The virtualization licensing shakeup is forcing real decisions

The licensing changes sweeping the virtualization market this year have done something years of cloud advocacy could not: they put on-premises infrastructure strategy back on the executive agenda with a deadline attached. The shift from perpetual licenses to subscription bundles, paired with consolidation in the vendor landscape, has landed on renewal calendars as a number nobody budgeted.

We are fielding a steady stream of inquiries from organizations facing renewal quotes several times their previous spend. The profile is consistent: a stable virtualized estate that has run quietly for a decade, an infrastructure team that planned a routine renewal, and a quote that turns a maintenance line item into a board-level conversation.

The three options, honestly priced

The options are familiar: absorb the increase, move to an alternative hypervisor, or accelerate a cloud migration that was already loosely planned. Each carries costs that the sticker numbers hide.

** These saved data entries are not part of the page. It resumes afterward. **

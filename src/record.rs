use chrono::{NaiveDate, NaiveDateTime};
use serde::{Deserialize, Serialize};

/// One row of `train.csv` as it sits on disk.
///
/// Every cell is optional so a missing column or a garbage value degrades to
/// `None` instead of failing the whole file.
#[derive(Debug, Clone, Default, Deserialize)]
pub struct RawSalesRow {
    #[serde(rename = "Store", default)]
    pub store: Option<String>,
    #[serde(rename = "Date", default)]
    pub date: Option<String>,
    #[serde(rename = "Sales", default, deserialize_with = "csv::invalid_option")]
    pub sales: Option<f64>,
    #[serde(rename = "Customers", default, deserialize_with = "csv::invalid_option")]
    pub customers: Option<f64>,
    #[serde(rename = "Open", default, deserialize_with = "csv::invalid_option")]
    pub open: Option<f64>,
    #[serde(rename = "Promo", default, deserialize_with = "csv::invalid_option")]
    pub promo: Option<f64>,
    #[serde(rename = "DayOfWeek", default, deserialize_with = "csv::invalid_option")]
    pub day_of_week: Option<f64>,
    #[serde(rename = "StateHoliday", default)]
    pub state_holiday: Option<String>,
    #[serde(rename = "SchoolHoliday", default, deserialize_with = "csv::invalid_option")]
    pub school_holiday: Option<f64>,
}

/// One row of `store.csv` as it sits on disk.
#[derive(Debug, Clone, Default, Deserialize)]
pub struct RawStoreRow {
    #[serde(rename = "Store", default)]
    pub store: Option<String>,
    #[serde(rename = "StoreType", default)]
    pub store_type: Option<String>,
    #[serde(rename = "Assortment", default)]
    pub assortment: Option<String>,
    #[serde(rename = "CompetitionDistance", default, deserialize_with = "csv::invalid_option")]
    pub competition_distance: Option<f64>,
    #[serde(rename = "Promo2", default, deserialize_with = "csv::invalid_option")]
    pub promo2: Option<f64>,
}

/// Store-level attributes, one per store id.
#[derive(Debug, Clone, Default, PartialEq, Serialize)]
pub struct StoreAttributes {
    pub store_type: Option<String>,
    pub assortment: Option<String>,
    pub competition_distance: Option<f64>,
    pub promo2: Option<bool>,
}

impl StoreAttributes {
    pub fn from_raw(raw: RawStoreRow) -> Self {
        Self {
            store_type: non_empty(raw.store_type),
            assortment: non_empty(raw.assortment),
            competition_distance: raw.competition_distance.filter(|d| d.is_finite()),
            promo2: raw.promo2.and_then(flag),
        }
    }
}

/// A sales row after the join: daily figures plus the store's attributes.
#[derive(Debug, Clone, PartialEq, Serialize)]
pub struct SalesRecord {
    pub store: i64,
    pub date: NaiveDate,
    pub sales: Option<f64>,
    pub customers: Option<u64>,
    pub open: bool,
    pub promo: Option<bool>,
    /// 1 = Monday … 7 = Sunday
    pub day_of_week: Option<u8>,
    pub state_holiday: Option<String>,
    pub school_holiday: Option<bool>,
    #[serde(flatten)]
    pub attributes: StoreAttributes,
}

impl SalesRecord {
    /// Build a record without store attributes; mostly useful in tests.
    pub fn new(store: i64, date: NaiveDate, sales: f64) -> Self {
        Self {
            store,
            date,
            sales: Some(sales),
            customers: None,
            open: true,
            promo: None,
            day_of_week: None,
            state_holiday: None,
            school_holiday: None,
            attributes: StoreAttributes::default(),
        }
    }
}

/// Parse a store id cell. Accepts `7` and `7.0`.
pub fn parse_store_id(cell: &str) -> Option<i64> {
    let cell = cell.trim();
    if let Ok(id) = cell.parse::<i64>() {
        return Some(id);
    }
    let f = cell.parse::<f64>().ok()?;
    (f.is_finite() && f.fract() == 0.0).then_some(f as i64)
}

/// Slash dates with the year last are read month-first.
const DATE_FORMATS: [&str; 3] = ["%Y-%m-%d", "%Y/%m/%d", "%m/%d/%Y"];
const DATETIME_FORMATS: [&str; 2] = ["%Y-%m-%d %H:%M:%S", "%Y-%m-%dT%H:%M:%S"];

/// Lenient calendar-date parse; `None` for anything unrecognised.
pub fn parse_date(cell: &str) -> Option<NaiveDate> {
    let cell = cell.trim();
    if cell.is_empty() {
        return None;
    }
    DATE_FORMATS
        .iter()
        .find_map(|fmt| NaiveDate::parse_from_str(cell, fmt).ok())
        .or_else(|| {
            DATETIME_FORMATS
                .iter()
                .find_map(|fmt| NaiveDateTime::parse_from_str(cell, fmt).ok())
                .map(|dt| dt.date())
        })
}

/// 0/1 cell to bool; anything else is unknown.
pub fn flag(v: f64) -> Option<bool> {
    if v == 1.0 {
        Some(true)
    } else if v == 0.0 {
        Some(false)
    } else {
        None
    }
}

/// Trimmed, non-empty categorical value. `0.0`-style numerics collapse to `0`.
pub fn non_empty(cell: Option<String>) -> Option<String> {
    let cell = cell?;
    let trimmed = cell.trim();
    if trimmed.is_empty() {
        return None;
    }
    match trimmed.parse::<f64>() {
        Ok(f) if f.is_finite() && f.fract() == 0.0 => Some(format!("{}", f as i64)),
        _ => Some(trimmed.to_string()),
    }
}

#[cfg(test)]
mod tests {
    use super::*;

    #[test]
    fn parses_supported_date_formats() {
        let expected = NaiveDate::from_ymd_opt(2015, 7, 31).unwrap();
        assert_eq!(parse_date("2015-07-31"), Some(expected));
        assert_eq!(parse_date("2015/07/31"), Some(expected));
        assert_eq!(parse_date("07/31/2015"), Some(expected));
        assert_eq!(parse_date("2015-07-31 00:00:00"), Some(expected));
        assert_eq!(parse_date(" 2015-07-31 "), Some(expected));
    }

    #[test]
    fn slash_dates_are_month_first() {
        assert_eq!(
            parse_date("01/02/2015"),
            NaiveDate::from_ymd_opt(2015, 1, 2)
        );
        assert_eq!(parse_date("31/07/2015"), None);
    }

    #[test]
    fn rejects_garbage_dates() {
        assert_eq!(parse_date(""), None);
        assert_eq!(parse_date("not-a-date"), None);
        assert_eq!(parse_date("2015-02-30"), None);
    }

    #[test]
    fn store_ids_accept_float_notation() {
        assert_eq!(parse_store_id("12"), Some(12));
        assert_eq!(parse_store_id("12.0"), Some(12));
        assert_eq!(parse_store_id("12.5"), None);
        assert_eq!(parse_store_id("x"), None);
    }

    #[test]
    fn categorical_cells_are_normalised() {
        assert_eq!(non_empty(Some(" a ".into())), Some("a".into()));
        assert_eq!(non_empty(Some("0.0".into())), Some("0".into()));
        assert_eq!(non_empty(Some("  ".into())), None);
        assert_eq!(non_empty(None), None);
    }

    #[test]
    fn flags_only_accept_zero_and_one() {
        assert_eq!(flag(1.0), Some(true));
        assert_eq!(flag(0.0), Some(false));
        assert_eq!(flag(2.0), None);
    }
}
//! Column names and the load-time schema check.
//!
//! The source files are identified by column name. Which optional columns are
//! present is decided once, when the headers are read, and carried alongside
//! the data as a [`Schema`] so no later stage has to probe for columns.

use std::path::Path;

use csv::StringRecord;
use serde::Serialize;

use crate::error::{PipelineError, PipelineResult};

pub const STORE: &str = "Store";
pub const DATE: &str = "Date";
pub const SALES: &str = "Sales";
pub const CUSTOMERS: &str = "Customers";
pub const OPEN: &str = "Open";
pub const PROMO: &str = "Promo";
pub const DAY_OF_WEEK: &str = "DayOfWeek";
pub const STATE_HOLIDAY: &str = "StateHoliday";
pub const SCHOOL_HOLIDAY: &str = "SchoolHoliday";

pub const STORE_TYPE: &str = "StoreType";
pub const ASSORTMENT: &str = "Assortment";
pub const COMPETITION_DISTANCE: &str = "CompetitionDistance";
pub const PROMO2: &str = "Promo2";

const SALES_REQUIRED: [&str; 3] = [STORE, DATE, SALES];
const STORE_REQUIRED: [&str; 1] = [STORE];

/// Optional columns observed in the two source files.
#[derive(Debug, Clone, Copy, Default, PartialEq, Eq, Serialize)]
pub struct Schema {
    pub customers: bool,
    pub open: bool,
    pub promo: bool,
    pub day_of_week: bool,
    pub state_holiday: bool,
    pub school_holiday: bool,
    pub store_type: bool,
    pub assortment: bool,
    pub competition_distance: bool,
    pub promo2: bool,
}

impl Schema {
    /// Validate both header rows and record which optional columns exist.
    pub fn from_headers(
        sales: &StringRecord,
        sales_path: &Path,
        stores: &StringRecord,
        stores_path: &Path,
    ) -> PipelineResult<Self> {
        require(sales, sales_path, &SALES_REQUIRED)?;
        require(stores, stores_path, &STORE_REQUIRED)?;

        let has = |headers: &StringRecord, name: &str| headers.iter().any(|h| h.trim() == name);

        Ok(Self {
            customers: has(sales, CUSTOMERS),
            open: has(sales, OPEN),
            promo: has(sales, PROMO),
            day_of_week: has(sales, DAY_OF_WEEK),
            state_holiday: has(sales, STATE_HOLIDAY),
            school_holiday: has(sales, SCHOOL_HOLIDAY),
            store_type: has(stores, STORE_TYPE),
            assortment: has(stores, ASSORTMENT),
            competition_distance: has(stores, COMPETITION_DISTANCE),
            promo2: has(stores, PROMO2),
        })
    }

    /// `Ok(())` when `column` was present at load time, `ColumnMissing` otherwise.
    ///
    /// Required columns always pass.
    pub fn ensure(&self, column: &'static str) -> PipelineResult<()> {
        let present = match column {
            STORE | DATE | SALES => true,
            CUSTOMERS => self.customers,
            OPEN => self.open,
            PROMO => self.promo,
            DAY_OF_WEEK => self.day_of_week,
            STATE_HOLIDAY => self.state_holiday,
            SCHOOL_HOLIDAY => self.school_holiday,
            STORE_TYPE => self.store_type,
            ASSORTMENT => self.assortment,
            COMPETITION_DISTANCE => self.competition_distance,
            PROMO2 => self.promo2,
            _ => false,
        };
        if present {
            Ok(())
        } else {
            Err(PipelineError::ColumnMissing { column })
        }
    }
}

fn require(headers: &StringRecord, path: &Path, required: &[&str]) -> PipelineResult<()> {
    let missing: Vec<&str> = required
        .iter()
        .copied()
        .filter(|name| !headers.iter().any(|h| h.trim() == *name))
        .collect();
    if missing.is_empty() {
        return Ok(());
    }
    Err(PipelineError::MalformedSource {
        path: path.to_path_buf(),
        reason: format!("missing required column(s): {}", missing.join(", ")),
    })
}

Absorbing the increase is the least disruptive and the most galling. It buys stability and time, and for an estate with a short remaining life, two or three years to a planned datacenter exit, it can genuinely be the cheapest path. It also signals to the vendor that the pricing held, which colors every future renewal.

Moving to an alternative hypervisor looks attractive on license cost alone and is more expensive than it looks. The licenses are cheaper; the migration is not. Operational tooling, backup integrations, monitoring, and a decade of team muscle memory are all built around the incumbent platform. Retraining, re-tooling, and migrating hundreds of VMs carry real risk and real labor cost, and they land on the same infrastructure team that is already running the estate.

Accelerating a cloud migration is the right answer for some and the most dangerous answer to reach in a panic. A migration compressed from a two-year roadmap into a renewal deadline becomes a pure lift-and-shift, with hardware-era VM sizes mapped straight onto cloud instances at hardware-era utilization.

Avoid the panic move

Our counsel is to avoid panic moves in any direction. A rushed hypervisor swap carries real operational risk, and a rushed cloud migration produces the expensive lift-and-shift estates we spend the following years optimizing. The renewal quote feels like a deadline for a decision; it is usually only a deadline for the next term. A one-term renewal, even at painful pricing, can be the cheapest option if it buys the time to execute one of the other two paths properly.

Price the three options over a five-year horizon, including the people cost, then decide. The five-year frame matters because it captures what the one-year frame hides:

  • License and support costs across the full term, with realistic renewal escalation.
  • Migration labor, whether to a new hypervisor or to the cloud, including the months of parallel running.
  • Hardware refresh cycles that remain on-premises options but disappear in the cloud path.
  • The staffing and retraining each path demands, which is frequently the largest and least-counted line.

Run that way, the analysis usually points different workloads down different paths, and the all-or-nothing framing dissolves.

For organizations staring at one of these renewal quotes right now, this is precisely the kind of decision we model with clients: workload by workload, over five years, with the people cost on the page. The deadline is real, but the arithmetic, not the deadline, should pick the destination.